Below are entries; write every one of them out again exactly.

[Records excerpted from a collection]
+++

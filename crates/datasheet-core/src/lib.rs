//! # datasheet-core
//!
//! Core data structures for the datasheet formula engine.
//!
//! This crate provides the fundamental types the engine reads:
//! - [`Field`] and [`FieldKind`] - Typed column definitions
//! - [`FieldMap`] - Ordered field id → field mapping for one datasheet
//! - [`Record`] and [`CellData`] - Rows and their raw stored cell values
//! - [`Datasheet`] - A field map together with its records
//!
//! ## Example
//!
//! ```rust
//! use datasheet_core::{Datasheet, Field, FieldKind, NumberProperty, Record};
//!
//! let mut sheet = Datasheet::new("dst1", "Orders");
//! sheet
//!     .add_field(Field::new("fldQty", "Qty", FieldKind::Number(NumberProperty::default())))
//!     .unwrap();
//! sheet.add_record(Record::new("rec1").with_cell("fldQty", 3.0));
//! ```

pub mod datasheet;
pub mod error;
pub mod field;
pub mod field_map;
pub mod record;

// Re-exports for convenience
pub use datasheet::Datasheet;
pub use error::{Error, Result};
pub use field::{
    CheckboxProperty, CurrencyProperty, DateFormat, DateTimeProperty, Field, FieldKind,
    FieldType, FormulaProperty, Formatting, NumberProperty, SelectOption, SelectProperty,
    TimeFormat,
};
pub use field_map::FieldMap;
pub use record::{flatten_segments, CellData, Record, TextSegment};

+++

**Result below:**
filename crates/datasheet-core/src/lib.rs
//! # datasheet-core
//!
//! Core data structures for the datasheet formula engine.
//!
//! This crate provides the fundamental types the engine reads:
//! - [`Field`] and [`FieldKind`] - Typed column definitions
//! - [`FieldMap`] - Ordered field id → field mapping for one datasheet
//! - [`Record`] and [`CellData`] - Rows and their raw stored cell values
//! - [`Datasheet`] - A field map together with its records
//!
//! ## Example
//!
//! ```rust
//! use datasheet_core::{Datasheet, Field, FieldKind, NumberProperty, Record};
//!
//! let mut sheet = Datasheet::new("dst1", "Orders");
//! sheet
//!     .add_field(Field::new("fldQty", "Qty", FieldKind::Number(NumberProperty::default())))
//!     .unwrap();
//! sheet.add_record(Record::new("rec1").with_cell("fldQty", 3.0));
//! ```

pub mod datasheet;
pub mod error;
pub mod field;
pub mod field_map;
pub mod record;

// Re-exports for convenience
pub use datasheet::Datasheet;
pub use error::{Error, Result};
pub use field::{
    CheckboxProperty, CurrencyProperty, DateFormat, DateTimeProperty, Field, FieldKind,
    FieldType, FormulaProperty, Formatting, NumberProperty, SelectOption, SelectProperty,
    TimeFormat,
};
pub use field_map::FieldMap;
pub use record::{flatten_segments, CellData, Record, TextSegment};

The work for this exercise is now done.